The first week at school unfolded without too many glitches. I find the school day tiresome because we have no breaks between lessons. Monday to Wednesday are packed full, but things ease up on Thursday and Friday.  And we can leave at 3:15 on a Friday. Always welcome. The last two lessons on Friday – in my free time – we had a visit from three actors and the director of a controversial play, “The River and the Mountain” which has been running in Kampala for the past few weeks. The IB students all attended. We drummed up enough support to arrange a school bus to take 12 students to the show on Saturday evening. The show was held at “Mish-Mash” – a funky restaurant, gallery, and performance space run by an Australian couple. The place was buzzing. A beer company was shooting a commercial at the same time...so it was quite an evening out.
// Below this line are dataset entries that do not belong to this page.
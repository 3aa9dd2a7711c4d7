//! Tests for HTTP error mapping.

use super::*;
use crate::domain::schemas::trip_schema;
use crate::domain::validation::validate;
use crate::domain::{ErrorCode, ErrorEnvelope, TraceId};
use actix_web::body::to_bytes;
use rstest::rstest;

const TRACE_ID: &str = "00000000-0000-0000-0000-000000000000";

async fn envelope_of(response: HttpResponse) -> ErrorEnvelope {
    let bytes = to_bytes(response.into_body())
        .await
        .expect("reading response body succeeds");
    serde_json::from_slice(&bytes).expect("error envelope deserialises")
}

#[rstest]
#[case(Failure::from(AppError::unauthorized("no auth")), StatusCode::UNAUTHORIZED)]
#[case(Failure::from(AppError::not_found("missing")), StatusCode::NOT_FOUND)]
#[case(
    Failure::from(AppError::duplicate("exists").with_status(409)),
    StatusCode::CONFLICT
)]
#[case(Failure::untyped(&std::io::Error::other("boom")), StatusCode::INTERNAL_SERVER_ERROR)]
#[case(Failure::opaque(), StatusCode::INTERNAL_SERVER_ERROR)]
fn status_code_matches_failure(#[case] failure: Failure, #[case] status: StatusCode) {
    assert_eq!(ResponseError::status_code(&failure), status);
}

#[rstest]
#[actix_web::test]
async fn app_error_envelope_is_written() {
    let failure = Failure::from(AppError::unauthorized("sign in first"));
    let response = ResponseError::error_response(&failure);
    assert_eq!(response.status(), StatusCode::UNAUTHORIZED);
    assert!(response.headers().get(TRACE_ID_HEADER).is_none());

    let envelope = envelope_of(response).await;
    assert_eq!(envelope.error.code, ErrorCode::Unauthorized);
    assert_eq!(envelope.error.message, "sign in first");
}

#[rstest]
#[actix_web::test]
async fn untyped_failure_message_is_reported() {
    let failure = Failure::untyped(&std::io::Error::other("boom"));
    let envelope = envelope_of(ResponseError::error_response(&failure)).await;
    assert_eq!(envelope.error.code, ErrorCode::InternalError);
    assert_eq!(envelope.error.message, "boom");
}

#[rstest]
#[actix_web::test]
async fn validation_failure_is_bad_request_with_problems() {
    let errors = validate(trip_schema(), &serde_json::json!({})).expect_err("invalid");
    let response = ResponseError::error_response(&Failure::from(errors));
    assert_eq!(response.status(), StatusCode::BAD_REQUEST);

    let envelope = envelope_of(response).await;
    assert_eq!(envelope.error.code, ErrorCode::ValidationError);
    let problems = envelope
        .error
        .details
        .and_then(|details| details.get("problems").cloned())
        .expect("problems present");
    assert_eq!(problems[0]["path"], "trip_number");
    assert_eq!(problems[0]["constraint"], "required");
}

#[rstest]
#[actix_web::test]
async fn trace_id_is_echoed_in_header_and_body() {
    let trace_id: TraceId = TRACE_ID.parse().expect("valid UUID");
    let response = TraceId::scope(trace_id, async {
        ResponseError::error_response(&Failure::opaque())
    })
    .await;

    let header = response
        .headers()
        .get(TRACE_ID_HEADER)
        .expect("trace header present")
        .to_str()
        .expect("header is ascii")
        .to_owned();
    assert_eq!(header, TRACE_ID);

    let envelope = envelope_of(response).await;
    assert_eq!(envelope.error.trace_id.as_deref(), Some(TRACE_ID));
}

#[rstest]
fn actix_errors_enter_as_untyped_failures() {
    let err = actix_web::error::ErrorBadGateway("upstream went away");
    let failure = Failure::from(err);
    assert!(matches!(
        failure,
        Failure::Unknown(crate::domain::UnknownFailure::Untyped { ref message })
            if message == "upstream went away"
    ));
}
The performance was pretty good, and some of the actors are very talented. The themes explored in the play should hold the students in good stead when they write some of their papers.  So, all-in-all, it’s been a pretty jam-packed week.  Wish I had spent a little more time on getting the paperwork done...but, what the hell!  Sybil was good company, and she knows lots of people in this city because she has been here for four full years. She is planning bi-weekly Thai cooking lessons with the husband of one of the primary teachers. I am in...so that should be a blast! That’s it for the week.
The students listen attentively to the words of the actors. It was a pretty inspiring session.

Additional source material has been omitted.